'''

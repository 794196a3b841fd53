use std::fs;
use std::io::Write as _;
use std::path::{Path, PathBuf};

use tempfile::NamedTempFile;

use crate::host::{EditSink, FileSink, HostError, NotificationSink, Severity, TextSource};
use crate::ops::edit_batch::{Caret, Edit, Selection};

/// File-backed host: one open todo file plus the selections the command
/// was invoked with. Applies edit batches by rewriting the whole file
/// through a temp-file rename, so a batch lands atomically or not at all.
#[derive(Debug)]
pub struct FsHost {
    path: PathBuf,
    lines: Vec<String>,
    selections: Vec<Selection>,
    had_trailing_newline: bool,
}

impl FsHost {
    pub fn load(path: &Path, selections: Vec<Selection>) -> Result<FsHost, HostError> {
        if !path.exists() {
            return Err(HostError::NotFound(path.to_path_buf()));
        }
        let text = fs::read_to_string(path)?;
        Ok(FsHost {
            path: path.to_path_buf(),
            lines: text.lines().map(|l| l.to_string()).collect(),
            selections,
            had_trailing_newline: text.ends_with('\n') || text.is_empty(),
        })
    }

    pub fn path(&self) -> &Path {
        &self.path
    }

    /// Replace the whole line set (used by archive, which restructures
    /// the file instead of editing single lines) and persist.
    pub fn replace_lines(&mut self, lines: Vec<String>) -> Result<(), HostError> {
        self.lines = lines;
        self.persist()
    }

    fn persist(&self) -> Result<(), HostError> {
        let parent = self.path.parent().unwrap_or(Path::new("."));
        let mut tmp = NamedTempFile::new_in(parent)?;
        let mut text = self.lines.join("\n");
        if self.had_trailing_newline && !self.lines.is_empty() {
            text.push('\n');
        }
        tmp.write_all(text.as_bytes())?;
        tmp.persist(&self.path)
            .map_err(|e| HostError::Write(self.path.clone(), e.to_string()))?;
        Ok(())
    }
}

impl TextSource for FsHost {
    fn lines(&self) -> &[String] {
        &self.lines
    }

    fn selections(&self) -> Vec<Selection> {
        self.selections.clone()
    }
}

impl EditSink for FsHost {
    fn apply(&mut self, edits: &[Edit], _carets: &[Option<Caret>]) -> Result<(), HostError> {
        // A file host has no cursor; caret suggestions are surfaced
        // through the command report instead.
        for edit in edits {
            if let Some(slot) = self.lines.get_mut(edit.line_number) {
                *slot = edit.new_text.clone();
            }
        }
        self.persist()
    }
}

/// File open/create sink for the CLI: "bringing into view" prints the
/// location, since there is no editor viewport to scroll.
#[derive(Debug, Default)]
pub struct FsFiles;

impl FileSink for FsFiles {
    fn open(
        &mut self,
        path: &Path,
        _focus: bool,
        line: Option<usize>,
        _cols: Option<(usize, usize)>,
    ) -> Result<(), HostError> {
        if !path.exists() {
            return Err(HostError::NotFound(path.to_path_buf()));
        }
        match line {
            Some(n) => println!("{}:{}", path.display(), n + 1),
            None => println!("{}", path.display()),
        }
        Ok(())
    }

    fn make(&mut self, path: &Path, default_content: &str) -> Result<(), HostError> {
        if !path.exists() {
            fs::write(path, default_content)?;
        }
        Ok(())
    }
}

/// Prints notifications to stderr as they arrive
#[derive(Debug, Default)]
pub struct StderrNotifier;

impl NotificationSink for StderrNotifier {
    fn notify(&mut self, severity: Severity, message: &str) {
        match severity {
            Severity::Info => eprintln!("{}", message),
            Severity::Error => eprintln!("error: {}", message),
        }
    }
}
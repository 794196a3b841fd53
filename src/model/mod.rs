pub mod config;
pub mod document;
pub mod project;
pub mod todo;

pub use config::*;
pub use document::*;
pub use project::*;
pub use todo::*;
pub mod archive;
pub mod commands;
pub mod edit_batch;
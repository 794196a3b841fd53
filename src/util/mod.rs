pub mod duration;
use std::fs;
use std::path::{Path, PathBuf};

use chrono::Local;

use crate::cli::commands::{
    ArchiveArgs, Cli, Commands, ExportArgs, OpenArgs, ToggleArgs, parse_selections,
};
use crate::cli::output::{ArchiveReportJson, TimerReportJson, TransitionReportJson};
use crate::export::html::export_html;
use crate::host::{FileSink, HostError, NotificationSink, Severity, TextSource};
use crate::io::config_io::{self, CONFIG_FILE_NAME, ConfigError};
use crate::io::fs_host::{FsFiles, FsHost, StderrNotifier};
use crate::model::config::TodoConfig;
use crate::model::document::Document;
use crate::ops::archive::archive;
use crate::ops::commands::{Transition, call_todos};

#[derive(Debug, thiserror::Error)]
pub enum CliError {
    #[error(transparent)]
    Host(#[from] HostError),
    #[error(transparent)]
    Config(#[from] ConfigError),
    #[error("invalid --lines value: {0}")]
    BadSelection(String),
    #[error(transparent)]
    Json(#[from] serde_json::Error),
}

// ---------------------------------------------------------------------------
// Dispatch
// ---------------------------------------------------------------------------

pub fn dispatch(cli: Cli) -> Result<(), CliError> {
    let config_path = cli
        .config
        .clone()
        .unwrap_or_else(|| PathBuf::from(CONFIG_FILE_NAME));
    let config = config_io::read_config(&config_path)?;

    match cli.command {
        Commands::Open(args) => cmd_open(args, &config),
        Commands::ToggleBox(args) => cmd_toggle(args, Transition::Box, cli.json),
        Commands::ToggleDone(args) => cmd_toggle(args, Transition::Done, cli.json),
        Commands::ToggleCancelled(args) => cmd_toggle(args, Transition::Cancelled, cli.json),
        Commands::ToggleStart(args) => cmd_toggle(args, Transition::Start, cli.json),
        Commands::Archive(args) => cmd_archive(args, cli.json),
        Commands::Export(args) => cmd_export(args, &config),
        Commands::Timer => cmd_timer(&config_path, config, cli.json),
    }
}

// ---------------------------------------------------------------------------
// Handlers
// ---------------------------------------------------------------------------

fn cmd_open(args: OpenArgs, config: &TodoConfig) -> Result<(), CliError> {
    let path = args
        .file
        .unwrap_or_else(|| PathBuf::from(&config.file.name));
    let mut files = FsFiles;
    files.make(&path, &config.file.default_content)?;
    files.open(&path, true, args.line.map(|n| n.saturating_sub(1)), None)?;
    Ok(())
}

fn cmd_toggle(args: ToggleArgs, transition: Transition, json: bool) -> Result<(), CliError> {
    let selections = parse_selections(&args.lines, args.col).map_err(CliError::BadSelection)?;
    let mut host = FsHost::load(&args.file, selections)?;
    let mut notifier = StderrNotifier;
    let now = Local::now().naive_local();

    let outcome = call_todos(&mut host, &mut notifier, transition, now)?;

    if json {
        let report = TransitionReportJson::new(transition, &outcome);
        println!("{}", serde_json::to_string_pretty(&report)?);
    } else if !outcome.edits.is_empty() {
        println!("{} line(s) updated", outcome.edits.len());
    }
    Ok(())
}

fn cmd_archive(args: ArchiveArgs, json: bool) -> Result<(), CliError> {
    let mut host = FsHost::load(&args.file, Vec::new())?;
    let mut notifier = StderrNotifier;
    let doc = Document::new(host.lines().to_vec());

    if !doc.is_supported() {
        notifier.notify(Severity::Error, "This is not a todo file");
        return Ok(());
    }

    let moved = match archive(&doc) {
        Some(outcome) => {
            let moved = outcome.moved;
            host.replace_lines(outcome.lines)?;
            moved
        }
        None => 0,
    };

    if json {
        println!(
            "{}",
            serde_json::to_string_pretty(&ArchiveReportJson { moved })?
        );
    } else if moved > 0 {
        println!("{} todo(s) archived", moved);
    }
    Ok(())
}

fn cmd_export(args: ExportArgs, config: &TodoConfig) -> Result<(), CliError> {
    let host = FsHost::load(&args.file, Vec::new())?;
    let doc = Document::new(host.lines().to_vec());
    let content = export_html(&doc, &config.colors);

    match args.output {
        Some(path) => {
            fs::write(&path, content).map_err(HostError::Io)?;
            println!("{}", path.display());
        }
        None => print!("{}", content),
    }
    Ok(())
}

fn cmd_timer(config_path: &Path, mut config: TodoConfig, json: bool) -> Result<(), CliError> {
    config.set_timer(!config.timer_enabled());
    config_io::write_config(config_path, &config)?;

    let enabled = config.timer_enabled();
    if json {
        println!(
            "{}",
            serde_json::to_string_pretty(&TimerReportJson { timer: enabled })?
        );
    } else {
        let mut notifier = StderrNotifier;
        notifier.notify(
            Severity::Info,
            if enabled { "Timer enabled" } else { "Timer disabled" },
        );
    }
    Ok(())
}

'''

• _What to produce_: Check each line of the entries for the string "persist". Copy the lines that have it.

• _Problem solution_:
    /// the file instead of editing single lines) and persist.
        self.persist()
    fn persist(&self) -> Result<(), HostError> {
        tmp.persist(&self.path)
        self.persist()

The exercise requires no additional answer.